Gilda Gray was here to qualify for our semi-finals? I glanced at Ruth. Her latest partner had just collapsed onto a chair, sending her prowling toward a nervous-looking group of men.
“Clara,” Luella said. But I couldn’t take my eyes off of Gilda.
“C’mon, Stevie.” Gilda looped a feathered boa around the young man’s neck. “Let’s show these yokels how to cut a rug!” She plucked a gin cocktail from a nearby table and guzzled it down, staring around her at the listless crowd.
“Say, what is this? A funeral?” Gilda tossed her bobbed head. The feathered tiara she wore was even more eye-catching than Ruth’s. “C’mon, fellahs. How about some jazz!”
King Oliver’s men grinned broadly. They put their heads together, counted off, and launched into a riotous Charleston.
Twenty minutes left in the contest. Three ladies’ spaces on the board.
“Clara.” Luella touched my arm.
“All right.” I collected glasses and a bottle of Brandy from the bar, wondering how much I dared admit to Luella about her brother and father. Not one word. Not until both Umbridges were healthy again.

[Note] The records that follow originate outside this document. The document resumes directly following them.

//! Paginated listing fetch loop
//!
//! `PageFetcher` drives `{currentPage, itemsPerPage}` pagination against
//! one endpoint, yielding a lazy, finite, non-restartable sequence of
//! pages. A short page (returned count below the requested size) is the
//! authoritative last-page signal; the remote's `totalPages` metadata is
//! unreliable and only ever used as a progress estimate.

use std::sync::Arc;

use reqwest::Method;
use serde_json::Value;
use tokio::time::Duration;
use tracing::{debug, warn};

use super::api_client::MarketplaceClient;
use super::rate_limiter::RateBucket;
use super::response::PageRequest;
use crate::error::ApiError;

/// One fetched page of listing records
#[derive(Debug, Clone)]
pub struct Page {
    /// 1-based page index
    pub number: u32,

    /// Records on this page
    pub items: Vec<Value>,

    /// Remote-reported page count, progress estimate only
    pub total_pages_hint: Option<u32>,

    /// Remote-reported item count, progress estimate only
    pub total_items_hint: Option<u64>,
}

/// Lazy pull-based fetcher over one paginated endpoint
pub struct PageFetcher {
    client: Arc<MarketplaceClient>,
    endpoint: String,
    bucket: RateBucket,
    items_per_page: u32,
    max_pages: u32,
    inter_page_delay: Duration,
    next_page: u32,
    finished: bool,
    cap_reached: bool,
}

impl PageFetcher {
    /// Create a fetcher for one endpoint
    ///
    /// `max_pages` is a safety cap: the fetcher stops without error once
    /// the page index would exceed it, even if the remote keeps
    /// returning full pages.
    pub fn new(
        client: Arc<MarketplaceClient>,
        endpoint: impl Into<String>,
        items_per_page: u32,
        max_pages: u32,
        inter_page_delay: Duration,
    ) -> Self {
        let endpoint = endpoint.into();
        let bucket = RateBucket::for_endpoint(&endpoint);
        Self {
            client,
            endpoint,
            bucket,
            items_per_page: items_per_page.max(1),
            max_pages: max_pages.max(1),
            inter_page_delay,
            next_page: 1,
            finished: false,
            cap_reached: false,
        }
    }

    /// Fetch the next page, or `None` once the sequence is exhausted
    ///
    /// Termination conditions, checked in order: an API error propagates
    /// and poisons the fetcher; a short or empty page ends the sequence;
    /// the page cap ends the sequence without error. The configured
    /// inter-page delay is applied before every request after the first.
    pub async fn next_page(&mut self) -> Result<Option<Page>, ApiError> {
        if self.finished {
            return Ok(None);
        }

        if self.next_page > self.max_pages {
            warn!(
                endpoint = %self.endpoint,
                max_pages = self.max_pages,
                "Page cap reached, stopping pagination"
            );
            self.finished = true;
            self.cap_reached = true;
            return Ok(None);
        }

        if self.next_page > 1 && !self.inter_page_delay.is_zero() {
            tokio::time::sleep(self.inter_page_delay).await;
        }

        let request = PageRequest {
            current_page: self.next_page,
            items_per_page: self.items_per_page,
        };
        let payload = serde_json::to_value(&request)
            .map_err(|e| ApiError::InvalidResponse(format!("failed to encode page request: {}", e)))?;

        let envelope = match self
            .client
            .request(Method::POST, &self.endpoint, Some(&payload), self.bucket)
            .await
        {
            Ok(envelope) => envelope,
            Err(err) => {
                self.finished = true;
                return Err(err);
            }
        };

        let items = match envelope.items() {
            Ok(items) => items,
            Err(reason) => {
                self.finished = true;
                return Err(ApiError::InvalidResponse(reason));
            }
        };

        let (total_pages_hint, total_items_hint) = envelope
            .pagination
            .as_ref()
            .map(|p| (p.total_pages, p.total_items))
            .unwrap_or((None, None));

        let number = self.next_page;
        self.next_page += 1;

        // Short page is the authoritative end-of-data signal
        if (items.len() as u32) < self.items_per_page {
            debug!(
                endpoint = %self.endpoint,
                page = number,
                items = items.len(),
                "Short page, treating as last"
            );
            self.finished = true;
        }

        if items.is_empty() {
            return Ok(None);
        }

        Ok(Some(Page {
            number,
            items,
            total_pages_hint,
            total_items_hint,
        }))
    }

    /// Whether the sequence is exhausted
    pub fn is_finished(&self) -> bool {
        self.finished
    }

    /// Whether the sequence was stopped by the page cap rather than by
    /// the remote running out of data
    pub fn cap_reached(&self) -> bool {
        self.cap_reached
    }
}

#[cfg(test)]
mod tests {
    use super::*;
    use crate::config::{
        AccountConfig, ApiConfig, CircuitBreakerConfig, RateLimitConfig, RetryConfig,
    };
    use crate::client::rate_limiter::RateLimiter;
    use crate::models::AccountType;
    use serde_json::json;
    use wiremock::matchers::{body_partial_json, method, path};
    use wiremock::{Mock, MockServer, ResponseTemplate};

    fn test_client(base_url: &str) -> Arc<MarketplaceClient> {
        let account_config = AccountConfig {
            enabled: true,
            username: "seller".to_string(),
            password: "secret".to_string(),
            rate_limit: RateLimitConfig {
                orders_per_second: 100,
                other_per_second: 100,
            },
        };
        let api_config = ApiConfig {
            base_url: base_url.to_string(),
            connect_timeout_secs: 5,
            request_timeout_secs: 10,
        };
        let retry_config = RetryConfig {
            max_retries: 0,
            initial_backoff_ms: 0,
            max_backoff_ms: 0,
            backoff_multiplier: 2.0,
            jitter: false,
        };
        let rate_limiter = Arc::new(RateLimiter::new(&account_config.rate_limit));

        Arc::new(
            MarketplaceClient::new(
                AccountType::Main,
                &account_config,
                &api_config,
                retry_config,
                CircuitBreakerConfig {
                    enabled: false,
                    ..Default::default()
                },
                rate_limiter,
            )
            .unwrap(),
        )
    }

    fn page_body(count: usize, total_pages: Option<u32>) -> serde_json::Value {
        let items: Vec<_> = (0..count).map(|i| json!({"sku": format!("SKU-{}", i)})).collect();
        json!({
            "isError": false,
            "messages": [],
            "results": items,
            "pagination": {"totalPages": total_pages, "totalItems": null}
        })
    }

    // Test 1: Short page terminates the sequence
    #[tokio::test]
    async fn test_short_page_terminates() {
        let server = MockServer::start().await;
        Mock::given(method("POST"))
            .and(path("/product/read"))
            .and(body_partial_json(json!({"currentPage": 1})))
            .respond_with(ResponseTemplate::new(200).set_body_json(page_body(3, None)))
            .mount(&server)
            .await;
        Mock::given(method("POST"))
            .and(path("/product/read"))
            .and(body_partial_json(json!({"currentPage": 2})))
            .respond_with(ResponseTemplate::new(200).set_body_json(page_body(1, None)))
            .mount(&server)
            .await;

        let mut fetcher = PageFetcher::new(
            test_client(&server.uri()),
            "product/read",
            3,
            10,
            Duration::ZERO,
        );

        let page1 = fetcher.next_page().await.unwrap().unwrap();
        assert_eq!(page1.number, 1);
        assert_eq!(page1.items.len(), 3);
        assert!(!fetcher.is_finished());

        let page2 = fetcher.next_page().await.unwrap().unwrap();
        assert_eq!(page2.number, 2);
        assert_eq!(page2.items.len(), 1);
        assert!(fetcher.is_finished());

        assert!(fetcher.next_page().await.unwrap().is_none());
    }

    // Test 2: Page cap halts even when the remote keeps returning full pages
    #[tokio::test]
    async fn test_page_cap_halts() {
        let server = MockServer::start().await;
        // Full pages forever, with a totalPages lie
        Mock::given(method("POST"))
            .respond_with(ResponseTemplate::new(200).set_body_json(page_body(2, Some(9999))))
            .expect(3)
            .mount(&server)
            .await;

        let mut fetcher = PageFetcher::new(
            test_client(&server.uri()),
            "product/read",
            2,
            3,
            Duration::ZERO,
        );

        let mut pages = 0;
        let mut iterations = 0;
        while iterations <= 4 {
            iterations += 1;
            match fetcher.next_page().await.unwrap() {
                Some(_) => pages += 1,
                None => break,
            }
        }

        // Halts within max_pages + 1 iterations
        assert_eq!(pages, 3);
        assert!(iterations <= 4);
        assert!(fetcher.is_finished());
    }

    // Test 3: Empty first page yields None immediately
    #[tokio::test]
    async fn test_empty_first_page() {
        let server = MockServer::start().await;
        Mock::given(method("POST"))
            .respond_with(ResponseTemplate::new(200).set_body_json(page_body(0, Some(0))))
            .expect(1)
            .mount(&server)
            .await;

        let mut fetcher = PageFetcher::new(
            test_client(&server.uri()),
            "product/read",
            50,
            10,
            Duration::ZERO,
        );

        assert!(fetcher.next_page().await.unwrap().is_none());
        assert!(fetcher.is_finished());
    }

    // Test 4: An API error propagates and poisons the fetcher
    #[tokio::test]
    async fn test_error_poisons_fetcher() {
        let server = MockServer::start().await;
        Mock::given(method("POST"))
            .respond_with(ResponseTemplate::new(400).set_body_json(json!({
                "isError": true,
                "messages": ["bad request"],
                "results": []
            })))
            .expect(1)
            .mount(&server)
            .await;

        let mut fetcher = PageFetcher::new(
            test_client(&server.uri()),
            "product/read",
            50,
            10,
            Duration::ZERO,
        );

        let err = fetcher.next_page().await.unwrap_err();
        assert!(matches!(err, ApiError::Validation(_)));

        // Poisoned: no further requests are made
        assert!(fetcher.next_page().await.unwrap().is_none());
    }

    // Test 5: Pagination hints are surfaced on pages
    #[tokio::test]
    async fn test_pagination_hints() {
        let server = MockServer::start().await;
        Mock::given(method("POST"))
            .respond_with(ResponseTemplate::new(200).set_body_json(page_body(1, Some(7))))
            .mount(&server)
            .await;

        let mut fetcher = PageFetcher::new(
            test_client(&server.uri()),
            "product/read",
            50,
            10,
            Duration::ZERO,
        );

        let page = fetcher.next_page().await.unwrap().unwrap();
        assert_eq!(page.total_pages_hint, Some(7));
    }

    // Test 6: Orders endpoint is charged to the orders bucket
    #[test]
    fn test_bucket_selection() {
        // Bucket mapping is derived from the endpoint path
        assert_eq!(RateBucket::for_endpoint("order/read"), RateBucket::Orders);
        assert_eq!(RateBucket::for_endpoint("product/read"), RateBucket::Other);
    }
}
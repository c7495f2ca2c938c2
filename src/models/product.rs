//! Product mirror models
//!
//! `ProductRecord` is the typed shape of one product item from a remote
//! listing page, decoded and validated once at the client boundary.
//! `RemoteProduct` is the local mirror row, keyed by `(sku, account)`.

use chrono::{DateTime, Utc};
use serde::{Deserialize, Serialize};
use serde_json::Value;

use super::{AccountType, SyncStatus};

/// Typed remote product record from a listing page
#[derive(Debug, Clone, PartialEq, Serialize, Deserialize)]
pub struct ProductRecord {
    /// Seller SKU, the natural key together with the account
    pub sku: String,

    /// Product name
    pub name: String,

    /// List price
    pub price: f64,

    /// Discounted price, if any
    #[serde(default)]
    pub sale_price: Option<f64>,

    /// ISO currency code
    #[serde(default)]
    pub currency: Option<String>,

    /// Total stock reported by the remote
    #[serde(default)]
    pub stock: i64,

    /// Stock reserved for open orders
    #[serde(default)]
    pub reserved_stock: i64,

    /// Remote status string ("active"/"inactive"); missing means active
    #[serde(default)]
    pub status: Option<String>,

    /// Remote-reported last modification time
    #[serde(default)]
    pub modified_at: Option<DateTime<Utc>>,
}

impl ProductRecord {
    /// Decode and validate one listing item
    ///
    /// Returns a human-readable reason on failure; the caller isolates
    /// the bad record instead of aborting the batch.
    pub fn from_value(value: &Value) -> Result<Self, String> {
        let record: ProductRecord = serde_json::from_value(value.clone())
            .map_err(|e| format!("malformed product record: {}", e))?;
        record.validate()?;
        Ok(record)
    }

    fn validate(&self) -> Result<(), String> {
        if self.sku.trim().is_empty() {
            return Err("sku must not be empty".to_string());
        }
        if self.name.trim().is_empty() {
            return Err("name must not be empty".to_string());
        }
        if !self.price.is_finite() || self.price < 0.0 {
            return Err(format!("price must be non-negative, got {}", self.price));
        }
        if let Some(sale_price) = self.sale_price {
            if !sale_price.is_finite() || sale_price < 0.0 {
                return Err(format!(
                    "sale_price must be non-negative, got {}",
                    sale_price
                ));
            }
        }
        if self.stock < 0 {
            return Err(format!("stock must be non-negative, got {}", self.stock));
        }
        Ok(())
    }

    /// Whether the remote considers this product active
    pub fn is_active(&self) -> bool {
        match self.status.as_deref() {
            Some(s) => !s.eq_ignore_ascii_case("inactive"),
            None => true,
        }
    }
}

/// Local mirror of a remote product
#[derive(Debug, Clone, PartialEq, Serialize, Deserialize)]
pub struct RemoteProduct {
    /// Database ID (set after insertion)
    pub id: Option<i64>,

    /// Owning seller account
    pub account: AccountType,

    /// Seller SKU
    pub sku: String,

    /// Product name
    pub name: String,

    /// List price
    pub price: f64,

    /// Discounted price, if any
    pub sale_price: Option<f64>,

    /// ISO currency code
    pub currency: Option<String>,

    /// Total stock
    pub stock: i64,

    /// Stock reserved for open orders
    pub reserved_stock: i64,

    /// Active flag; remote removals flip this instead of deleting the row
    pub is_active: bool,

    /// Remote-reported last modification time
    pub remote_modified_at: Option<DateTime<Utc>>,

    /// Record-level sync state
    pub sync_status: SyncStatus,

    /// Last sync error, cleared on a successful update
    pub sync_error: Option<String>,

    /// Number of sync attempts against this row
    pub sync_attempts: u32,

    /// Last time a sync touched this row
    pub last_synced_at: Option<DateTime<Utc>>,

    /// Verbatim remote JSON, kept for forward compatibility
    pub raw_payload: Value,

    /// When the row was created
    pub created_at: Option<DateTime<Utc>>,

    /// When a business field last changed (locally or via sync)
    pub updated_at: Option<DateTime<Utc>>,
}

impl RemoteProduct {
    /// Build a fresh mirror row from a validated record
    pub fn from_record(
        account: AccountType,
        record: &ProductRecord,
        raw_payload: Value,
        now: DateTime<Utc>,
    ) -> Self {
        Self {
            id: None,
            account,
            sku: record.sku.clone(),
            name: record.name.clone(),
            price: record.price,
            sale_price: record.sale_price,
            currency: record.currency.clone(),
            stock: record.stock,
            reserved_stock: record.reserved_stock,
            is_active: record.is_active(),
            remote_modified_at: record.modified_at,
            sync_status: SyncStatus::Synced,
            sync_error: None,
            sync_attempts: 1,
            last_synced_at: Some(now),
            raw_payload,
            created_at: None,
            updated_at: Some(now),
        }
    }

    /// Sellable stock: total minus reserved, clamped to zero
    pub fn available_stock(&self) -> i64 {
        (self.stock - self.reserved_stock).max(0)
    }

    /// Whether any mutable business field differs from the incoming record
    pub fn differs_from(&self, record: &ProductRecord) -> bool {
        self.name != record.name
            || self.price != record.price
            || self.sale_price != record.sale_price
            || self.currency != record.currency
            || self.stock != record.stock
            || self.reserved_stock != record.reserved_stock
            || self.is_active != record.is_active()
    }

    /// Apply the incoming record's business fields to this row
    ///
    /// Bumps `updated_at`, increments `sync_attempts`, and clears any
    /// previous sync error.
    pub fn apply_record(&mut self, record: &ProductRecord, raw_payload: Value, now: DateTime<Utc>) {
        self.name = record.name.clone();
        self.price = record.price;
        self.sale_price = record.sale_price;
        self.currency = record.currency.clone();
        self.stock = record.stock;
        self.reserved_stock = record.reserved_stock;
        self.is_active = record.is_active();
        self.remote_modified_at = record.modified_at;
        self.sync_status = SyncStatus::Synced;
        self.sync_error = None;
        self.sync_attempts += 1;
        self.last_synced_at = Some(now);
        self.raw_payload = raw_payload;
        self.updated_at = Some(now);
    }
}
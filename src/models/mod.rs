//! Domain models for marketplace-sync

pub mod account;
pub mod conflict;
pub mod offer;
pub mod order;
pub mod product;
pub mod request_log;
pub mod sync_log;

pub use account::AccountType;
pub use conflict::{ConflictStatus, EntityKind, ImportConflict};
pub use offer::{OfferRecord, RemoteOffer};
pub use order::{OrderRecord, OrderStatus, RemoteOrder};
pub use product::{ProductRecord, RemoteProduct};
pub use request_log::RequestLogEntry;
pub use sync_log::{
    AccountScope, SyncErrorEntry, SyncLog, SyncProgress, SyncRunStatus, SyncStatus, SyncType,
};
//! marketplace-sync - Marketplace catalog and order synchronization engine
//!
//! This crate ingests product, offer, and order data from a third-party
//! marketplace API (two seller accounts, MAIN and FBE) into a local
//! SQLite store, under strict per-endpoint request-rate ceilings and
//! with per-record failure isolation.

pub mod client;
pub mod config;
pub mod database;
pub mod error;
pub mod models;
pub mod sync;
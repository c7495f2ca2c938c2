//! Configuration management for marketplace-sync
//!
//! This module handles loading, parsing, and validating application
//! configuration from YAML files and environment variables.

use serde::{Deserialize, Serialize};
use std::collections::HashMap;
use std::path::Path;

use crate::error::ConfigError;
use crate::models::AccountType;

/// Main application configuration
#[derive(Debug, Clone, Default, Serialize, Deserialize, PartialEq)]
pub struct Config {
    /// Remote API endpoint configuration
    #[serde(default)]
    pub api: ApiConfig,

    /// Seller account configurations keyed by account name ("main", "fbe")
    #[serde(default)]
    pub accounts: HashMap<String, AccountConfig>,

    /// Retry configuration for transient API failures
    #[serde(default)]
    pub retry: RetryConfig,

    /// Circuit breaker configuration
    #[serde(default)]
    pub circuit_breaker: CircuitBreakerConfig,

    /// Sync loop configuration
    #[serde(default)]
    pub sync: SyncConfig,

    /// Database configuration
    #[serde(default)]
    pub database: DatabaseConfig,

    /// Request audit log configuration
    #[serde(default)]
    pub audit: AuditConfig,

    /// Logging configuration
    #[serde(default)]
    pub logging: LoggingConfig,
}

impl Config {
    /// Load configuration from a YAML file
    pub fn from_file<P: AsRef<Path>>(path: P) -> Result<Self, ConfigError> {
        let content = std::fs::read_to_string(path.as_ref())
            .map_err(|e| ConfigError::FileRead(format!("Failed to read config file: {}", e)))?;
        Self::from_yaml(&content)
    }

    /// Parse configuration from a YAML string
    pub fn from_yaml(yaml: &str) -> Result<Self, ConfigError> {
        // First, expand environment variables in the YAML string
        let expanded = expand_env_vars(yaml);
        let config: Config = serde_yaml::from_str(&expanded)
            .map_err(|e| ConfigError::Parse(format!("Failed to parse YAML: {}", e)))?;
        config.validate()?;
        Ok(config)
    }

    /// Apply environment overrides with prefix MARKETPLACE_SYNC_
    pub fn apply_env_overrides(&mut self) -> Result<(), ConfigError> {
        if let Ok(url) = std::env::var("MARKETPLACE_SYNC_API_BASE_URL") {
            self.api.base_url = url;
        }
        if let Ok(path) = std::env::var("MARKETPLACE_SYNC_DATABASE_PATH") {
            self.database.path = path;
        }
        if let Ok(level) = std::env::var("MARKETPLACE_SYNC_LOG_LEVEL") {
            self.logging.level = level;
        }
        for account in AccountType::all() {
            let prefix = format!("MARKETPLACE_SYNC_{}", account.to_string().to_uppercase());
            if let Ok(username) = std::env::var(format!("{}_USERNAME", prefix)) {
                self.accounts
                    .entry(account.to_string())
                    .or_default()
                    .username = username;
            }
            if let Ok(password) = std::env::var(format!("{}_PASSWORD", prefix)) {
                self.accounts
                    .entry(account.to_string())
                    .or_default()
                    .password = password;
            }
        }
        Ok(())
    }

    /// Validate configuration invariants
    pub fn validate(&self) -> Result<(), ConfigError> {
        if self.audit.retention_days < 30 {
            return Err(ConfigError::Validation(format!(
                "audit.retention_days must be at least 30, got {}",
                self.audit.retention_days
            )));
        }
        if self.sync.items_per_page == 0 {
            return Err(ConfigError::Validation(
                "sync.items_per_page must be at least 1".to_string(),
            ));
        }
        for (name, account) in &self.accounts {
            if account.rate_limit.orders_per_second == 0
                || account.rate_limit.other_per_second == 0
            {
                return Err(ConfigError::Validation(format!(
                    "accounts.{}.rate_limit ceilings must be at least 1 req/s",
                    name
                )));
            }
        }
        Ok(())
    }

    /// Configuration for one account type, if present and enabled
    pub fn account(&self, account: AccountType) -> Option<&AccountConfig> {
        self.accounts
            .get(&account.to_string())
            .filter(|a| a.enabled)
    }

    /// Enabled accounts, MAIN first
    pub fn enabled_accounts(&self) -> Vec<AccountType> {
        AccountType::all()
            .into_iter()
            .filter(|a| self.account(*a).is_some())
            .collect()
    }
}
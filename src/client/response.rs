//! Remote API response envelope
//!
//! Every listing endpoint answers with the same
//! `{isError, messages, results, pagination}` envelope. It is decoded
//! and normalized inside the client; other components only ever see the
//! parsed page payload or a typed error.

use serde::{Deserialize, Serialize};
use serde_json::Value;

/// Request body shape for paginated listing endpoints
#[derive(Debug, Clone, PartialEq, Eq, Serialize, Deserialize)]
pub struct PageRequest {
    /// 1-based page index
    #[serde(rename = "currentPage")]
    pub current_page: u32,

    /// Requested page size
    #[serde(rename = "itemsPerPage")]
    pub items_per_page: u32,
}

/// Pagination metadata echoed by listing endpoints
///
/// `total_pages`/`total_items` are known to be unreliable on some
/// endpoints; they are used only as progress estimates, never for
/// termination.
#[derive(Debug, Clone, Default, PartialEq, Eq, Serialize, Deserialize)]
pub struct PaginationInfo {
    /// Echoed page index
    #[serde(rename = "currentPage", default)]
    pub current_page: Option<u32>,

    /// Echoed page size
    #[serde(rename = "itemsPerPage", default)]
    pub items_per_page: Option<u32>,

    /// Reported page count
    #[serde(rename = "totalPages", default)]
    pub total_pages: Option<u32>,

    /// Reported item count
    #[serde(rename = "totalItems", default)]
    pub total_items: Option<u64>,
}

/// Standard response envelope of the remote API
#[derive(Debug, Clone, Default, PartialEq, Serialize, Deserialize)]
pub struct ApiEnvelope {
    /// API-level error flag
    #[serde(rename = "isError", default)]
    pub is_error: bool,

    /// API-supplied messages, usually error details
    #[serde(default)]
    pub messages: Vec<String>,

    /// Result payload; an array of records for listing endpoints
    #[serde(default)]
    pub results: Value,

    /// Pagination metadata, when present
    #[serde(default)]
    pub pagination: Option<PaginationInfo>,
}

impl ApiEnvelope {
    /// The result payload as a list of records
    pub fn items(&self) -> Result<Vec<Value>, String> {
        match &self.results {
            Value::Array(items) => Ok(items.clone()),
            Value::Null => Ok(Vec::new()),
            other => Err(format!(
                "results must be an array, got {}",
                value_kind(other)
            )),
        }
    }

    /// Joined API messages, for error reporting
    pub fn error_message(&self) -> String {
        if self.messages.is_empty() {
            "remote API reported an error without messages".to_string()
        } else {
            self.messages.join("; ")
        }
    }
}

fn value_kind(value: &Value) -> &'static str {
    match value {
        Value::Null => "null",
        Value::Bool(_) => "bool",
        Value::Number(_) => "number",
        Value::String(_) => "string",
        Value::Array(_) => "array",
        Value::Object(_) => "object",
    }
}
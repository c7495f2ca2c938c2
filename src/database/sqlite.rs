//! SQLite implementation of the Database trait
//!
//! This module provides a SQLite-based implementation of the Database
//! trait using rusqlite and tokio-rusqlite for async operations.

use async_trait::async_trait;
use chrono::{DateTime, Utc};
use rusqlite::OptionalExtension;
use tokio_rusqlite::Connection;

use super::migrations::CREATE_SCHEMA;
use super::Database;
use crate::error::DbError;
use crate::models::{
    AccountType, ConflictStatus, ImportConflict, RemoteOffer, RemoteOrder, RemoteProduct,
    RequestLogEntry, SyncLog, SyncProgress, SyncType,
};

/// SQLite database implementation
pub struct SqliteDatabase {
    conn: Connection,
}

impl SqliteDatabase {
    /// Create a new SQLite database connection
    ///
    /// Use `:memory:` for an in-memory database or a file path for
    /// persistent storage.
    pub async fn new(path: &str) -> Result<Self, DbError> {
        let conn = Connection::open(path).await?;

        // Run migrations
        conn.call(|conn| {
            conn.execute_batch(CREATE_SCHEMA)?;
            Ok(())
        })
        .await?;

        Ok(Self { conn })
    }

    /// Create a new in-memory database (useful for testing)
    pub async fn in_memory() -> Result<Self, DbError> {
        Self::new(":memory:").await
    }
}
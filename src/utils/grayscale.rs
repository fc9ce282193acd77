//! RGB to grayscale conversion
//!
//! Y = 0.299*R + 0.587*G + 0.114*B, computed with fast integer arithmetic:
//! Y = (76*R + 150*G + 29*B) >> 8. Large frames are converted row-parallel
//! with rayon; the per-frame detection stages downstream stay single-threaded.

use rayon::prelude::*;

/// Coefficients for grayscale conversion: Y = (76*R + 150*G + 29*B) >> 8
const COEF_R: i32 = 76;
const COEF_G: i32 = 150;
const COEF_B: i32 = 29;

/// Frames with at least this many pixels are converted in parallel
const PARALLEL_PIXEL_THRESHOLD: usize = 640 * 480;

/// Convert an RGB image (3 bytes per pixel) to grayscale
pub fn rgb_to_grayscale(rgb: &[u8], width: usize, height: usize) -> Vec<u8> {
    if width * height >= PARALLEL_PIXEL_THRESHOLD {
        rgb_to_grayscale_parallel(rgb, width, height)
    } else {
        rgb_to_grayscale_scalar(rgb, width, height)
    }
}

fn rgb_to_grayscale_scalar(rgb: &[u8], width: usize, height: usize) -> Vec<u8> {
    let pixel_count = width * height;
    let mut gray = vec![0u8; pixel_count];
    for (i, out) in gray.iter_mut().enumerate() {
        let idx = i * 3;
        let r = rgb[idx] as i32;
        let g = rgb[idx + 1] as i32;
        let b = rgb[idx + 2] as i32;
        let lum = (COEF_R * r + COEF_G * g + COEF_B * b) >> 8;
        *out = lum.min(255) as u8;
    }
    gray
}

/// Convert RGB to grayscale processing rows in parallel
pub fn rgb_to_grayscale_parallel(rgb: &[u8], width: usize, height: usize) -> Vec<u8> {
    let pixel_count = width * height;
    let mut gray = vec![0u8; pixel_count];

    gray.par_chunks_mut(width).enumerate().for_each(|(y, row)| {
        let row_start = y * width * 3;
        for (x, out) in row.iter_mut().enumerate() {
            let idx = row_start + x * 3;
            let r = rgb[idx] as i32;
            let g = rgb[idx + 1] as i32;
            let b = rgb[idx + 2] as i32;
            let lum = (COEF_R * r + COEF_G * g + COEF_B * b) >> 8;
            *out = lum.min(255) as u8;
        }
    });

    gray
}

#[cfg(test)]
mod tests {
    use super::*;

    #[test]
    fn test_rgb_to_grayscale_extremes() {
        let white = vec![255, 255, 255];
        let gray = rgb_to_grayscale(&white, 1, 1);
        assert!(gray[0] >= 254);

        let black = vec![0, 0, 0];
        let gray = rgb_to_grayscale(&black, 1, 1);
        assert_eq!(gray[0], 0);

        let red = vec![255, 0, 0];
        let gray = rgb_to_grayscale(&red, 1, 1);
        assert!(gray[0] > 0 && gray[0] < 255);
    }

    #[test]
    fn test_scalar_matches_parallel() {
        let width = 64;
        let height = 16;
        let rgb: Vec<u8> = (0..width * height * 3).map(|i| (i % 251) as u8).collect();

        let scalar = rgb_to_grayscale_scalar(&rgb, width, height);
        let parallel = rgb_to_grayscale_parallel(&rgb, width, height);
        assert_eq!(scalar, parallel);
    }
}
pub mod detection;
pub mod point;
pub mod raster;

pub use detection::{DetectionResult, Outcome};
pub use point::{Point, PointI};
pub use raster::RasterBuffer;
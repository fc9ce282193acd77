//! CRC-8 checksum over the payload bytes
//!
//! Polynomial 0x07 (CRC-8/ATM), init 0x00, no reflection. One checksum byte
//! trails the payload in the marker's bit grid; a mismatch marks the frame
//! Corrupt rather than erroring, since falsely detected quads are routine.

const POLY: u8 = 0x07;

/// Compute the CRC-8 of a byte slice
pub fn crc8(data: &[u8]) -> u8 {
    let mut crc = 0u8;
    for &byte in data {
        crc ^= byte;
        for _ in 0..8 {
            if crc & 0x80 != 0 {
                crc = (crc << 1) ^ POLY;
            } else {
                crc <<= 1;
            }
        }
    }
    crc
}

/// Check a payload against its trailing checksum byte
pub fn verify(payload: &[u8], checksum: u8) -> bool {
    crc8(payload) == checksum
}

#[cfg(test)]
mod tests {
    use super::*;

    #[test]
    fn test_known_vector() {
        // Standard CRC-8/ATM check value for "123456789"
        assert_eq!(crc8(b"123456789"), 0xF4);
    }

    #[test]
    fn test_empty_payload() {
        assert_eq!(crc8(&[]), 0x00);
        assert!(verify(&[], 0x00));
    }

    #[test]
    fn test_single_bit_flip_detected() {
        let payload = [0x51, 0x00, 0xAB, 0x33, 0x7F, 0x02, 0x90];
        let checksum = crc8(&payload);
        assert!(verify(&payload, checksum));

        let mut corrupted = payload;
        corrupted[3] ^= 0x08;
        assert!(!verify(&corrupted, checksum));
    }
}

Not until Bernie had returned.
We sat at the corner table that Gladys kept reserved for my cousin. I offered the mobster a drink while watching the contest out of one horrified eye. “Brandy?”
“Glad to.” He gulped it down. “Join me, please.” Stoneface poured for all three of us. “It’ll put hair on your chest!”
“Why, Mr. Gibraltar.” I dragged my attention to the table. “That’s exactly what I’ve always wanted.” Truth is, I’m not crazy about liquor. I’d rather have a Coca-Cola. But growing up in Priscilla’s lab, I’d had plenty of practice sampling the wares, and
no one
outside the Woodsen family gets to intimidate me. I stared the gangster in the eye and drained my glass without blinking.
“To
family
,” Luella offered, sipping brandy, looking concerned.